- First appearance: Winnie the Pooh and the Honey Tree (1966)
- Created by: Walt Disney John Lounsbery
- Voiced by: Howard Morris (1966–1977) Michael Gough (1988–present)

In-universe information
- Species: Gopher
- Gender: Male

= Gopher (Winnie the Pooh) =

Fictional gopher from Disney's Winnie-the-Pooh stories

Gopher is a fictional anthropomorphic gopher character who first appeared in the 1966 Disney animated film Winnie the Pooh and the Honey Tree. He has a habit of whistling out his sibilant consonants, one of various traits he has in common with the beaver in Lady and the Tramp, by whom he may have been inspired.

==Character==
===Creation===
Gopher was the only character in the original shorts that was an original character and not based on a character from the A.A. Milne books, a fact he notes in his first appearance when he says "I'm not in the book, but I'm at your service!" Instead, he was initially developed by Disney as a replacement for Piglet, although it was ultimately decided to keep Piglet involved in the stories as well as use Gopher. Apparently, the proposed character of Gopher was thought to have a more "folksy, all-American, grass-roots image" than Piglet. While American audiences loved the character, British audiences were less pleased.

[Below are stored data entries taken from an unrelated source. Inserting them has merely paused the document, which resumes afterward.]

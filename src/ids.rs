//! Event identifiers and their per-session assignment.
//!
//! An id is `ID` + `tpInsc` + the employer number right-padded with `0` to
//! 14 characters + a `YYYYMMDDHHMMSS` timestamp + a 5-digit sequence. The
//! sequence counts how many ids this session produced for the same prefix,
//! so two ids requested within one second get `00001` and `00002`.

use crate::identity::Identity;
use chrono::{Local, NaiveDateTime};
use serde::{Deserialize, Serialize};
use std::collections::HashMap;
use std::fmt;
use thiserror::Error;

/// Total length of an event id.
pub const EVENT_ID_LEN: usize = 36;

const PREFIX_LEN: usize = EVENT_ID_LEN - SEQUENCE_DIGITS;
const SEQUENCE_DIGITS: usize = 5;
const TIMESTAMP_FORMAT: &str = "%Y%m%d%H%M%S";

/// Raised when a string is not a well-formed event id.
#[derive(Error, Debug, Clone, PartialEq, Eq)]
#[error("invalid event id {value:?}: {reason}")]
pub struct InvalidEventId {
    pub value: String,
    pub reason: &'static str,
}

/// A validated event identifier.
#[derive(Debug, Clone, PartialEq, Eq, Hash, PartialOrd, Ord, Serialize, Deserialize)]
#[serde(try_from = "String", into = "String")]
pub struct EventId(String);

impl EventId {
    /// Parse and validate an id received from elsewhere.
    pub fn parse(value: impl Into<String>) -> Result<Self, InvalidEventId> {
        let value = value.into();
        let reject = |reason| InvalidEventId {
            value: value.clone(),
            reason,
        };

        if value.len() != EVENT_ID_LEN {
            return Err(reject("expected 36 characters"));
        }
        if !value.starts_with("ID") {
            return Err(reject("must start with \"ID\""));
        }
        let digits = &value[2..];
        if !digits.bytes().all(|b| b.is_ascii_digit()) {
            return Err(reject("must be digits after \"ID\""));
        }
        if !matches!(&digits[..1], "1" | "2") {
            return Err(reject("registration type must be 1 or 2"));
        }
        if NaiveDateTime::parse_from_str(&value[17..31], TIMESTAMP_FORMAT).is_err() {
            return Err(reject("timestamp is not a valid date and time"));
        }
        if &value[31..] == "00000" {
            return Err(reject("sequence starts at 00001"));
        }
        Ok(Self(value))
    }

    pub fn as_str(&self) -> &str {
        &self.0
    }

    /// Everything but the trailing sequence.
    pub fn prefix(&self) -> &str {
        &self.0[..PREFIX_LEN]
    }

    /// Timestamp portion, second resolution.
    pub fn timestamp(&self) -> Option<NaiveDateTime> {
        NaiveDateTime::parse_from_str(&self.0[17..31], TIMESTAMP_FORMAT).ok()
    }

    /// Sequence within the prefix (1-based).
    pub fn sequence(&self) -> u32 {
        self.0[PREFIX_LEN..].parse().unwrap_or_default()
    }
}

impl fmt::Display for EventId {
    fn fmt(&self, f: &mut fmt::Formatter<'_>) -> fmt::Result {
        f.write_str(&self.0)
    }
}

impl AsRef<str> for EventId {
    fn as_ref(&self) -> &str {
        &self.0
    }
}

impl TryFrom<String> for EventId {
    type Error = InvalidEventId;

    fn try_from(value: String) -> Result<Self, Self::Error> {
        Self::parse(value)
    }
}

impl From<EventId> for String {
    fn from(id: EventId) -> Self {
        id.0
    }
}

impl std::str::FromStr for EventId {
    type Err = InvalidEventId;

    fn from_str(s: &str) -> Result<Self, Self::Err> {
        Self::parse(s)
    }
}

/// Hands out event ids and remembers every id issued in this session.
#[derive(Debug, Default)]
pub struct IdentifierAssigner {
    history: Vec<EventId>,
    counts: HashMap<String, u32>,
}

impl IdentifierAssigner {
    pub fn new() -> Self {
        Self::default()
    }

    /// Assign an id stamped with the current local time.
    pub fn assign(&mut self, identity: &Identity) -> EventId {
        self.assign_at(identity, Local::now().naive_local())
    }

    /// Assign an id stamped with `at` (truncated to the second).
    pub fn assign_at(&mut self, identity: &Identity, at: NaiveDateTime) -> EventId {
        let prefix = format!(
            "ID{}{:0<14}{}",
            identity.registration_type().code(),
            identity.effective_number(),
            at.format(TIMESTAMP_FORMAT)
        );
        let count = self.counts.entry(prefix.clone()).or_insert(0);
        *count += 1;
        let id = EventId(format!("{prefix}{:0>5}", *count));
        self.history.push(id.clone());
        id
    }

    /// Take back `id` if it is the most recent one issued, so a rejected
    /// event does not consume a sequence number.
    pub fn release(&mut self, id: &EventId) -> bool {
        if self.history.last() != Some(id) {
            return false;
        }
        self.history.pop();
        if let Some(count) = self.counts.get_mut(id.prefix()) {
            *count -= 1;
            if *count == 0 {
                self.counts.remove(id.prefix());
            }
        }
        true
    }

    /// Every id issued since the last clear, in order.
    pub fn history(&self) -> &[EventId] {
        &self.history
    }

    pub fn len(&self) -> usize {
        self.history.len()
    }

    pub fn is_empty(&self) -> bool {
        self.history.is_empty()
    }

    /// Forget the session history; sequences restart at `00001`.
    pub fn clear(&mut self) {
        self.history.clear();
        self.counts.clear();
    }
}

#[cfg(test)]
mod tests {
    use super::*;
    use chrono::NaiveDate;

    fn at(h: u32, m: u32, s: u32) -> NaiveDateTime {
        NaiveDate::from_ymd_opt(2019, 3, 21)
            .unwrap()
            .and_hms_opt(h, m, s)
            .unwrap()
    }

    #[test]
    fn test_id_layout() {
        let employer = Identity::cnpj("12345678901234").unwrap();
        let mut ids = IdentifierAssigner::new();
        let id = ids.assign_at(&employer, at(14, 18, 24));
        assert_eq!(id.as_str(), "ID1123456780000002019032114182400001");
        assert_eq!(id.as_str().len(), EVENT_ID_LEN);
        assert_eq!(id.sequence(), 1);
        assert_eq!(id.timestamp(), Some(at(14, 18, 24)));
    }

    #[test]
    fn test_full_number_and_cpf_padding() {
        let mut ids = IdentifierAssigner::new();
        let full = Identity::cnpj("12345678901234").unwrap().with_full_number(true);
        assert_eq!(
            ids.assign_at(&full, at(0, 0, 0)).as_str(),
            "ID1123456789012342019032100000000001"
        );
        let cpf = Identity::cpf("09887219967").unwrap();
        assert_eq!(
            ids.assign_at(&cpf, at(0, 0, 0)).as_str(),
            "ID2098872199670002019032100000000001"
        );
    }

    #[test]
    fn test_same_second_increments_sequence() {
        let employer = Identity::cnpj("12345678901234").unwrap();
        let mut ids = IdentifierAssigner::new();
        let issued: Vec<EventId> = (0..5).map(|_| ids.assign_at(&employer, at(9, 0, 0))).collect();

        for (n, id) in issued.iter().enumerate() {
            assert_eq!(id.sequence(), n as u32 + 1);
            assert_eq!(id.prefix(), issued[0].prefix());
        }
        assert!(issued.windows(2).all(|w| w[0] < w[1]));
        assert_eq!(ids.len(), 5);
    }

    #[test]
    fn test_new_second_restarts_sequence() {
        let employer = Identity::cnpj("12345678901234").unwrap();
        let mut ids = IdentifierAssigner::new();
        ids.assign_at(&employer, at(9, 0, 0));
        ids.assign_at(&employer, at(9, 0, 0));
        let next = ids.assign_at(&employer, at(9, 0, 1));
        assert_eq!(next.sequence(), 1);
    }

    #[test]
    fn test_clear_restarts_sequence() {
        let employer = Identity::cnpj("12345678901234").unwrap();
        let mut ids = IdentifierAssigner::new();
        ids.assign_at(&employer, at(9, 0, 0));
        ids.clear();
        ids.clear();
        assert!(ids.is_empty());
        assert_eq!(ids.assign_at(&employer, at(9, 0, 0)).sequence(), 1);
    }

    #[test]
    fn test_release_most_recent() {
        let employer = Identity::cnpj("12345678901234").unwrap();
        let mut ids = IdentifierAssigner::new();
        let first = ids.assign_at(&employer, at(9, 0, 0));
        let second = ids.assign_at(&employer, at(9, 0, 0));

        assert!(!ids.release(&first));
        assert!(ids.release(&second));
        assert_eq!(ids.history(), &[first]);
        assert_eq!(ids.assign_at(&employer, at(9, 0, 0)).sequence(), 2);
    }

    #[test]
    fn test_parse() {
        let id = EventId::parse("ID1123456780000002019032114182400001").unwrap();
        assert_eq!(id.sequence(), 1);

        assert!(EventId::parse("ID112345678").is_err());
        assert!(EventId::parse("XX1123456780000002019032114182400001").is_err());
        assert!(EventId::parse("ID3123456780000002019032114182400001").is_err());
        assert!(EventId::parse("ID1123456780000002019133114182400001").is_err());
        assert!(EventId::parse("ID1123456780000002019032114182400000").is_err());
        assert!("ID11234567800000020190321141824000a1".parse::<EventId>().is_err());
    }
}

Like most Winnie-the-Pooh characters, Gopher is named after his own species.

Gopher is also known for his unique voice characterization. He tends to whistle his consonants, particularly his S's. This is lampshaded in his debut; when Pooh mimics Gopher while asking for honey, Gopher tells Pooh he should do something about the speech impediment he himself has, before handing him the honey.

===Personality===
Gopher has a fairly brash personality, with a tendency to talk in circles. Though presenting himself as a helpful handyman, he often rambles, dodges questions, and gives bad advice which usually leads to misunderstandings resulting in others becoming annoyed and refusing his service or vice versa. He is rarely seen outside of his burrow so not much is known about him socially. He is also quite easily offended, repeatedly storming off to his burrow and comedically falling down his mine shafts in these instances. Though short-tempered, he is shown to be a very skilled, hard worker, especially in his mine shafts (tunnels) and spends most of his time tediously working on them. He is also genuinely resourceful at times and shown to have a surprisingly tender and thoughtful side, such as when he remembers how his Grandpappy's forgotten lifelong dream of building an above-ground-underground city, and takes this project upon himself to please his Grandpappy. Despite his low social life, when Gopher does make an appearance he is constantly running at the mouth; with his trademark speech impediment of whistling out his sibilant consonants.

==Appearances==
While he never made appearances in any episodes of Welcome to Pooh Corner, Gopher was fleshed out a bit further in the television series The New Adventures of Winnie the Pooh. He is portrayed as generally hard-working, especially in his tunnels (which he inevitably falls into at least once). He does not appear in the original books Winnie-the-Pooh and The House at Pooh Corner by A. A. Milne (a fact that is regularly pointed out in Winnie the Pooh and the Honey Tree, when he breaks the fourth wall by saying he's "not in the book, y'know", also trying to say that he would not be in a phone book). Gopher's voice was originally done by Howard Morris, who later departed from the role and was replaced by Michael Gough for all subsequent productions.

Gopher's other appearances in Winnie the Pooh-related media include the television specials A Winnie the Pooh Thanksgiving, Winnie the Pooh: A Valentine for You, and Boo to You Too! Winnie the Pooh, the direct-to-video film A Very Merry Pooh Year, and the direct-to-video special Winnie the Pooh: 123's.

He also made minor appearances in the television series House of Mouse, the video game Kingdom Hearts II, and Pooh's Heffalump Halloween Movie (in archive footage from Boo to You Too! Winnie the Pooh). This was Gopher's last appearance in any form of media until the release of Kingdom Hearts III in January 2019, after nearly thirteen years of absence. Four years later, he was also added as a playable character in the video game Disney Magic Kingdoms.

Like other Walt Disney Animation Studios characters, he has a cameo appearance in the 2023 short film Once Upon a Studio.